The Expanding Woman
I opened the window and leaned out. The window-box betrayed various signs of recent activity. In the moss which separated the petunias there was a miniature crop-circle. On this modest scale the usual explanations for the phenomena—whirlwind, hoax, mating hedgehogs—were more absurd than the possibility that an alien spacecraft had used the location as a landing strip. I brushed the scarred moss with a finger, wondering again about the print on the hovertracks. Filled with a sudden urge to revolt, I called down in the forbidden Esperanto:
“Kiu vi estas? Kien vi iras? Ne iru en la gardenon!”
Along the street, other windows were raised. I waited for soldiers, searchlights, the paraphernalia of trouble. Distant voices mumbled, fell into silence again. Bored with the irony of it all, I retreated, sitting on the bed, shaking.
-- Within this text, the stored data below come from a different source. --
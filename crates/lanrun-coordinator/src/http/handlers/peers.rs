//! Peer list handler.

use std::sync::Arc;

use axum::{extract::State, response::IntoResponse, Json};
use chrono::Utc;
use serde::Serialize;

use lanrun_core::{PeerAddr, PeerId, PeerStatus};

use crate::state::AppState;

/// One peer as reported by `/v1/peers`.
#[derive(Debug, Serialize)]
pub struct PeerResponse {
    pub peer_id: PeerId,
    /// `null` until the peer has registered.
    pub address: Option<PeerAddr>,
    pub status: PeerStatus,
    pub registered_at: String,
    pub last_seen_at: String,
    pub seconds_since_seen: i64,
}

/// List registered peers as JSON.
pub async fn list_peers(State(state): State<Arc<AppState>>) -> impl IntoResponse {
    let now = Utc::now();
    let threshold = state.peer_timeout();

    let response: Vec<PeerResponse> = state
        .registry
        .list()
        .await
        .into_iter()
        .map(|peer| PeerResponse {
            status: peer.status(now, threshold),
            seconds_since_seen: now.signed_duration_since(peer.last_seen_at).num_seconds(),
            registered_at: peer.registered_at.to_rfc3339(),
            last_seen_at: peer.last_seen_at.to_rfc3339(),
            peer_id: peer.peer_id,
            address: peer.address,
        })
        .collect();

    Json(response)
}
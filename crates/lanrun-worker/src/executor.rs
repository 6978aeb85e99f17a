//! Sandboxed execution of work units.
//!
//! Each run gets a fresh directory under the work dir. The archive is
//! unpacked there, the entry point runs as a subprocess with a wall-clock
//! limit, and its stdout/stderr are captured to `stdout.txt` and
//! `stderr.txt` and zipped into the result.

use std::fs::File;
use std::io::{self, Cursor, Write};
use std::path::{Path, PathBuf};
use std::process::Stdio;
use std::time::Duration;

use thiserror::Error;
use tokio::fs;
use tokio::process::Command;
use tracing::{debug, info, warn};
use uuid::Uuid;
use zip::write::SimpleFileOptions;
use zip::{CompressionMethod, ZipArchive, ZipWriter};

use lanrun_core::{validate_unit_name, CoreError, ResultUnit, WorkUnit};

use crate::config::Config;

/// Capture file for standard output.
pub const STDOUT_FILE: &str = "stdout.txt";

/// Capture file for standard error.
pub const STDERR_FILE: &str = "stderr.txt";

/// Errors that can occur while running a work unit.
///
/// None of these are fatal to the worker; a failed run simply produces no
/// result.
#[derive(Debug, Error)]
pub enum ExecutorError {
    #[error(transparent)]
    InvalidName(#[from] CoreError),

    #[error("Failed to prepare working directory: {0}")]
    Workdir(#[source] std::io::Error),

    #[error("Invalid archive: {0}")]
    Archive(#[from] zip::result::ZipError),

    #[error("Archive entry escapes the working directory: {0}")]
    UnsafePath(String),

    #[error("Entry point '{0}' not found in archive")]
    MissingEntryPoint(String),

    #[error("Failed to spawn '{program}': {source}")]
    Spawn {
        program: String,
        #[source]
        source: std::io::Error,
    },

    #[error("Run exceeded {0:?}")]
    Timeout(Duration),

    #[error("Entry point exited with {}", exit_label(.code))]
    NonZeroExit { code: Option<i32> },

    #[error("I/O error: {0}")]
    Io(#[from] std::io::Error),

    #[error("Blocking task failed: {0}")]
    Join(#[from] tokio::task::JoinError),
}

fn exit_label(code: &Option<i32>) -> String {
    match code {
        Some(code) => format!("code {code}"),
        None => "a signal".to_string(),
    }
}

/// Runs work units in isolated directories.
#[derive(Debug, Clone)]
pub struct SandboxExecutor {
    work_dir: PathBuf,
    interpreter: String,
    entry_point: String,
    timeout: Duration,
    keep_workdirs: bool,
}

impl SandboxExecutor {
    pub fn new(config: &Config) -> Self {
        Self {
            work_dir: config.work_dir.clone(),
            interpreter: config.interpreter.clone(),
            entry_point: config.entry_point.clone(),
            timeout: config.exec_timeout(),
            keep_workdirs: config.keep_workdirs,
        }
    }

    /// Execute `unit` and package its captured output.
    pub async fn execute(&self, unit: &WorkUnit) -> Result<ResultUnit, ExecutorError> {
        validate_unit_name(&unit.name)?;

        fs::create_dir_all(&self.work_dir)
            .await
            .map_err(ExecutorError::Workdir)?;

        // create_dir fails on an existing path, so a directory is never reused.
        let run_dir = self
            .work_dir
            .join(format!("{}-{}", unit.name, Uuid::new_v4()));
        fs::create_dir(&run_dir)
            .await
            .map_err(ExecutorError::Workdir)?;

        info!(unit = %unit.name, dir = %run_dir.display(), "Executing work unit");
        let result = self.run_in(&run_dir, unit).await;

        if self.keep_workdirs {
            debug!(dir = %run_dir.display(), "Keeping working directory");
        } else if let Err(e) = fs::remove_dir_all(&run_dir).await {
            warn!(dir = %run_dir.display(), error = %e, "Failed to remove working directory");
        }

        result
    }

    async fn run_in(&self, dir: &Path, unit: &WorkUnit) -> Result<ResultUnit, ExecutorError> {
        let payload = unit.payload.clone();
        let target = dir.to_path_buf();
        let extracted = tokio::task::spawn_blocking(move || extract_archive(&payload, &target)).await??;
        debug!(unit = %unit.name, files = extracted, "Archive extracted");

        match fs::metadata(dir.join(&self.entry_point)).await {
            Ok(meta) if meta.is_file() => {}
            _ => return Err(ExecutorError::MissingEntryPoint(self.entry_point.clone())),
        }

        let child = Command::new(&self.interpreter)
            .arg(&self.entry_point)
            .current_dir(dir)
            .stdin(Stdio::null())
            .stdout(Stdio::piped())
            .stderr(Stdio::piped())
            .kill_on_drop(true)
            .spawn()
            .map_err(|source| ExecutorError::Spawn {
                program: self.interpreter.clone(),
                source,
            })?;

        // Dropping the wait future on timeout drops the child, which kills it.
        let output = match tokio::time::timeout(self.timeout, child.wait_with_output()).await {
            Ok(output) => output?,
            Err(_) => {
                warn!(unit = %unit.name, timeout_secs = self.timeout.as_secs(), "Run timed out");
                return Err(ExecutorError::Timeout(self.timeout));
            }
        };

        fs::write(dir.join(STDOUT_FILE), &output.stdout).await?;
        fs::write(dir.join(STDERR_FILE), &output.stderr).await?;

        let exit_code = output.status.code();
        if !output.status.success() {
            warn!(
                unit = %unit.name,
                exit_code = ?exit_code,
                stderr_len = output.stderr.len(),
                "Entry point failed"
            );
            return Err(ExecutorError::NonZeroExit { code: exit_code });
        }

        let archive = tokio::task::spawn_blocking(move || {
            package_captures(&output.stdout, &output.stderr)
        })
        .await??;

        info!(
            unit = %unit.name,
            exit_code = ?exit_code,
            result_bytes = archive.len(),
            "Work unit completed"
        );
        Ok(ResultUnit::new(unit.name.clone(), archive))
    }
}

/// Unpack `bytes` into `dir`, refusing entries that would land outside it.
///
/// Returns the number of files written.
pub fn extract_archive(bytes: &[u8], dir: &Path) -> Result<usize, ExecutorError> {
    let mut archive = ZipArchive::new(Cursor::new(bytes))?;
    let mut files = 0;

    for i in 0..archive.len() {
        let mut entry = archive.by_index(i)?;
        let Some(relative) = entry.enclosed_name() else {
            return Err(ExecutorError::UnsafePath(entry.name().to_string()));
        };
        let path = dir.join(relative);

        if entry.is_dir() {
            std::fs::create_dir_all(&path)?;
            continue;
        }
        if let Some(parent) = path.parent() {
            std::fs::create_dir_all(parent)?;
        }

        // Streamed: the size in the entry header is untrusted.
        let mut file = File::create(&path)?;
        io::copy(&mut entry, &mut file)?;
        files += 1;
    }

    Ok(files)
}

/// Zip the two capture files.
pub fn package_captures(stdout: &[u8], stderr: &[u8]) -> Result<Vec<u8>, ExecutorError> {
    let mut writer = ZipWriter::new(Cursor::new(Vec::new()));
    let options = SimpleFileOptions::default().compression_method(CompressionMethod::Deflated);

    writer.start_file(STDOUT_FILE, options)?;
    writer.write_all(stdout)?;
    writer.start_file(STDERR_FILE, options)?;
    writer.write_all(stderr)?;

    Ok(writer.finish()?.into_inner())
}
//! Health and metrics handlers.

use std::sync::Arc;

use axum::{extract::State, http::header, http::StatusCode, response::IntoResponse, Json};

use crate::state::AppState;

/// Health check endpoint.
///
/// Reports 503 when the work queue store cannot be read.
pub async fn health_check(State(state): State<Arc<AppState>>) -> impl IntoResponse {
    match state.queue.stats().await {
        Ok(_) => (StatusCode::OK, Json(serde_json::json!({ "status": "ok" }))),
        Err(e) => (
            StatusCode::SERVICE_UNAVAILABLE,
            Json(serde_json::json!({ "status": "degraded", "reason": e.to_string() })),
        ),
    }
}

/// Prometheus metrics endpoint.
pub async fn metrics_handler(State(state): State<Arc<AppState>>) -> impl IntoResponse {
    let body = crate::metrics::collect_metrics(&state).await;
    ([(header::CONTENT_TYPE, "text/plain; version=0.0.4")], body)
}
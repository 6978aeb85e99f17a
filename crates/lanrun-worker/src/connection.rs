//! Session client for the coordinator.
//!
//! Every logical operation opens its own TCP connection, sends one request,
//! reads one response and closes. Connect, write and read are each bounded
//! by the I/O timeout so a stalled coordinator cannot hang a loop.

use std::net::{IpAddr, Ipv4Addr, SocketAddr};
use std::time::Duration;

use futures_util::{SinkExt, StreamExt};
use thiserror::Error;
use tokio::net::TcpStream;
use tokio::time::timeout;
use tokio_util::codec::Framed;
use tracing::debug;

use lanrun_core::{PeerAddr, PeerId, ResultUnit, WorkUnit};
use lanrun_proto::{ProtoError, Request, Response, WorkerCodec};

use crate::config::Config;

#[derive(Debug, Error)]
pub enum ClientError {
    #[error("Failed to connect to coordinator at {addr}: {source}")]
    Connect {
        addr: SocketAddr,
        #[source]
        source: std::io::Error,
    },

    #[error("Timed out during {0}")]
    Timeout(&'static str),

    #[error("Protocol error: {0}")]
    Protocol(#[from] ProtoError),

    #[error("Coordinator closed the connection without replying")]
    Closed,

    #[error("Expected {expected}, got {got}")]
    UnexpectedResponse {
        expected: &'static str,
        got: &'static str,
    },

    #[error("Coordinator could not serve the request: {0}")]
    Rejected(String),
}

/// Outcome of REQUEST_TASK.
#[derive(Debug)]
pub enum TaskReply {
    Package(WorkUnit),
    Empty,
}

/// Talks to one coordinator on behalf of one peer.
#[derive(Debug, Clone)]
pub struct CoordinatorClient {
    addr: SocketAddr,
    peer_id: PeerId,
    io_timeout: Duration,
    max_frame_len: usize,
}

impl CoordinatorClient {
    pub fn new(addr: SocketAddr, config: &Config) -> Self {
        Self {
            addr,
            peer_id: config.peer_id.clone(),
            io_timeout: config.io_timeout(),
            max_frame_len: config.max_frame_len,
        }
    }

    pub fn addr(&self) -> SocketAddr {
        self.addr
    }

    pub async fn register(&self, address: PeerAddr) -> Result<(), ClientError> {
        let request = Request::Register {
            peer_id: self.peer_id.clone(),
            address,
        };
        match self.exchange(request).await? {
            Response::Registered => Ok(()),
            other => Err(unexpected("REGISTERED", &other)),
        }
    }

    pub async fn heartbeat(&self) -> Result<(), ClientError> {
        let request = Request::Heartbeat {
            peer_id: self.peer_id.clone(),
        };
        match self.exchange(request).await? {
            Response::Alive => Ok(()),
            other => Err(unexpected("ALIVE", &other)),
        }
    }

    pub async fn request_task(&self) -> Result<TaskReply, ClientError> {
        let request = Request::RequestTask {
            peer_id: self.peer_id.clone(),
        };
        match self.exchange(request).await? {
            Response::TaskPackage { name, payload } => {
                Ok(TaskReply::Package(WorkUnit::new(name, payload.into_inner())))
            }
            Response::NoTask => Ok(TaskReply::Empty),
            other => Err(unexpected("TASK_PACKAGE or NO_TASK", &other)),
        }
    }

    pub async fn submit_result(&self, result: ResultUnit) -> Result<(), ClientError> {
        let request = Request::submit_result(self.peer_id.clone(), result);
        match self.exchange(request).await? {
            Response::Ok => Ok(()),
            other => Err(unexpected("OK", &other)),
        }
    }

    /// One connection, one request, one response.
    async fn exchange(&self, request: Request) -> Result<Response, ClientError> {
        let action = request.action();

        let stream = timeout(self.io_timeout, TcpStream::connect(self.addr))
            .await
            .map_err(|_| ClientError::Timeout("connect"))?
            .map_err(|source| ClientError::Connect {
                addr: self.addr,
                source,
            })?;

        let mut framed = Framed::new(stream, WorkerCodec::with_max_frame_len(self.max_frame_len));

        timeout(self.io_timeout, framed.send(request))
            .await
            .map_err(|_| ClientError::Timeout("write"))??;

        let response = timeout(self.io_timeout, framed.next())
            .await
            .map_err(|_| ClientError::Timeout("read"))?
            .ok_or(ClientError::Closed)??;

        debug!(action, response = response.kind(), "Exchange complete");

        match response {
            Response::Error { reason } => Err(ClientError::Rejected(reason)),
            response => Ok(response),
        }
    }
}

fn unexpected(expected: &'static str, got: &Response) -> ClientError {
    ClientError::UnexpectedResponse {
        expected,
        got: got.kind(),
    }
}

/// Address advertised in REGISTER: the local interface that routes to the
/// coordinator, with the configured peer port.
pub fn advertised_address(coordinator: SocketAddr, peer_port: u16) -> PeerAddr {
    let local_ip = std::net::UdpSocket::bind("0.0.0.0:0")
        .and_then(|socket| {
            socket.connect(coordinator)?;
            socket.local_addr()
        })
        .map(|addr| addr.ip())
        .ok()
        .filter(|ip| !ip.is_unspecified())
        .unwrap_or(IpAddr::V4(Ipv4Addr::LOCALHOST));

    PeerAddr::new(local_ip.to_string(), peer_port)
}

#[cfg(test)]
mod tests {
    use super::*;
    use tokio::net::TcpListener;

    use lanrun_proto::CoordinatorCodec;

    fn client_for(addr: SocketAddr) -> CoordinatorClient {
        let config = Config {
            peer_id: PeerId::new("w1"),
            io_timeout_secs: 1,
            ..Config::default()
        };
        CoordinatorClient::new(addr, &config)
    }

    /// Accept one connection and answer its request with `response`.
    async fn answer_once(response: Response) -> (SocketAddr, tokio::task::JoinHandle<Request>) {
        let listener = TcpListener::bind("127.0.0.1:0").await.unwrap();
        let addr = listener.local_addr().unwrap();
        let handle = tokio::spawn(async move {
            let (stream, _) = listener.accept().await.unwrap();
            let mut framed = Framed::new(stream, CoordinatorCodec::new());
            let request = framed.next().await.unwrap().unwrap();
            framed.send(response).await.unwrap();
            request
        });
        (addr, handle)
    }

    #[tokio::test]
    async fn test_request_task_package_and_empty() {
        let (addr, server) = answer_once(Response::from(WorkUnit::new("a.zip", vec![7]))).await;
        match client_for(addr).request_task().await.unwrap() {
            TaskReply::Package(unit) => {
                assert_eq!(unit.name, "a.zip");
                assert_eq!(unit.payload, vec![7]);
            }
            TaskReply::Empty => panic!("expected a package"),
        }
        assert_eq!(
            server.await.unwrap(),
            Request::RequestTask {
                peer_id: PeerId::new("w1")
            }
        );

        let (addr, _server) = answer_once(Response::NoTask).await;
        assert!(matches!(
            client_for(addr).request_task().await.unwrap(),
            TaskReply::Empty
        ));
    }

    #[tokio::test]
    async fn test_error_reply_is_rejected() {
        let (addr, _server) = answer_once(Response::Error {
            reason: "disk full".to_string(),
        })
        .await;
        let result = client_for(addr).request_task().await;
        assert!(matches!(result, Err(ClientError::Rejected(reason)) if reason == "disk full"));
    }

    #[tokio::test]
    async fn test_wrong_reply_is_unexpected() {
        let (addr, _server) = answer_once(Response::NoTask).await;
        let result = client_for(addr).heartbeat().await;
        assert!(matches!(
            result,
            Err(ClientError::UnexpectedResponse {
                expected: "ALIVE",
                got: "NO_TASK"
            })
        ));
    }

    #[tokio::test]
    async fn test_silent_coordinator_times_out() {
        let listener = TcpListener::bind("127.0.0.1:0").await.unwrap();
        let addr = listener.local_addr().unwrap();
        let _hold = tokio::spawn(async move {
            let (stream, _) = listener.accept().await.unwrap();
            tokio::time::sleep(Duration::from_secs(10)).await;
            drop(stream);
        });

        let result = client_for(addr).heartbeat().await;
        assert!(matches!(result, Err(ClientError::Timeout("read"))));
    }

    #[tokio::test]
    async fn test_nobody_listening_is_a_connect_error() {
        let listener = TcpListener::bind("127.0.0.1:0").await.unwrap();
        let addr = listener.local_addr().unwrap();
        drop(listener);

        let result = client_for(addr).heartbeat().await;
        assert!(matches!(result, Err(ClientError::Connect { .. })));
    }

    #[test]
    fn test_advertised_address_uses_peer_port() {
        let addr = advertised_address("127.0.0.1:10000".parse().unwrap(), 11000);
        assert_eq!(addr, PeerAddr::new("127.0.0.1", 11000));
    }
}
How long could any of us keep this up? The pressure to ignore the date and begin a straightforward life was immense. At last I rose and fled, down to the living room.
Laura was ransacking a cupboard for a torch. “The animal is outside and it’s talking to itself in Esperanto.”
“I am inclined to doubts,” I sighed.
“No, I heard it. Come on, we’ll get it this time.”
I trailed her through the kitchen and into the garden. Looming over the far wall was a giant head, tongue lolling in a steaming mouth, horns curling forward over oily lashes. Fireflies perched on its lips, burning the dusk like flecks of luminous spittle.
Laura hid her face in her hands. “It’s grotesque!”
“No, I think it’s a cow,” I replied.
“What are you talking about? They were outlawed nearly twenty years ago. Is someone illegally breeding them?”
“I guess so. No other explanation. There’ll be a reward if we catch it. Which of our neighbours could it be?”
We approached the creature warily, stepping lightly on the volcanic dust which coated the path. It seemed docile enough, watching us through the widest eyes I have ever seen. But before we reached it, a thunderous rhythm paralysed our resolve. Something new was coming closer, confusing the experience. Across the tracks, visible as a deeper absence of light, a gargantuan shape crushed the sky. It was the expanding woman, sheathed in stiff leathers, a Stetson pulled down over her brow, mounted atop her husband. She tugged the reins looped round his neck and he increased his pace. In one huge hand she swung a lasso.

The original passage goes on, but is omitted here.